Bringing it back to our problem, the true value of \(\theta\) is the criminal we’re looking for. Since \(\theta\) is a real number, between any two values (say 0.8 and 0.9), there are infinitely many real numbers (0.88, 0.888, etc.). That is, there infinitely many values that \(\theta\) can take, thus it is impossible for us to know its exact value but the PDF tells us how \(\theta\) is concentrated at each point between [0,1].

\[ x \rightarrow PDF \rightarrow \text{a real number that is }\textbf{density }\text{around } x \] The PDF takes a value (\(x\)) and returns a real number which is the density of the distribution at the value \(x\). Indeed, if you look at the code, you will see that the plots of the PDFs (Figures 1 and 2)are generated by taking a sequence of values (data) and getting the corresponding output from the Beta PDF of a specific shape. For the Beta(1,1) case, the density around all of the values of \(\theta\) that we tried is the same. Since the number of criminals per unit length (a specific value for theta \(\theta\) ) is the same every where, you are equally likely to bump into the criminal anywhere betwen [0,1].
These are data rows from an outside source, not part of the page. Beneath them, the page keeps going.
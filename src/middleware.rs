//! HTTP 中间件
//! 应用状态与请求追踪

use axum::{
    extract::Request,
    http::{HeaderMap, HeaderValue},
    middleware::Next,
    response::Response,
};
use std::sync::Arc;
use std::time::Instant;
use tracing::Instrument;
use uuid::Uuid;

use crate::{config::AppConfig, services::AccessControlService};

/// 应用状态
///
/// 服务用 Arc 包装，在所有请求之间共享
#[derive(Clone)]
pub struct AppState {
    pub config: AppConfig,
    pub access: Arc<AccessControlService>,
}

/// 请求追踪中间件
/// 为每个请求生成 request_id，并记录指标
pub async fn request_tracking_middleware(req: Request, next: Next) -> Response {
    let request_id = extract_or_generate_request_id(req.headers());
    let method = req.method().clone();
    // 不记录查询串
    let path = req.uri().path().to_string();

    let span = tracing::info_span!(
        "http_request",
        request_id = %request_id,
        method = %method,
        path = %path,
    );

    async move {
        let start = Instant::now();
        let mut response = next.run(req).await;
        let elapsed = start.elapsed();

        let status = response.status();
        let status_class = match status.as_u16() {
            200..=299 => "2xx",
            400..=499 => "4xx",
            500..=599 => "5xx",
            _ => "other",
        };

        metrics::counter!("http_requests_total", "method" => method.to_string(), "status" => status_class)
            .increment(1);
        metrics::histogram!("http_request_duration_seconds").record(elapsed.as_secs_f64());

        tracing::info!(
            status = status.as_u16(),
            elapsed_ms = elapsed.as_millis() as u64,
            "Request completed"
        );

        if let Ok(value) = HeaderValue::from_str(&request_id) {
            response.headers_mut().insert("x-request-id", value);
        }
        response
    }
    .instrument(span)
    .await
}

/// 从请求头中提取或生成 request_id
fn extract_or_generate_request_id(headers: &HeaderMap) -> String {
    headers
        .get("x-request-id")
        .and_then(|v| v.to_str().ok())
        .filter(|s| !s.is_empty())
        .map(|s| s.to_string())
        .unwrap_or_else(|| Uuid::new_v4().to_string())
}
Alternatively, if we had some intuition that most of the mass for \(\theta\) is centered around 0.5 (the bar in our analogy), we could define a prior as Beta(10,10) :

Figure 2 : Probability density function (PDF) of Beta(10,10) Distribution.

# Create a data frame with x values and corresponding Beta(1,1) density values
data <- data.frame(x = seq(0, 1, length.out = 100))
data$y <- dbeta(data$x, shape1 = 10 , shape2 = 10)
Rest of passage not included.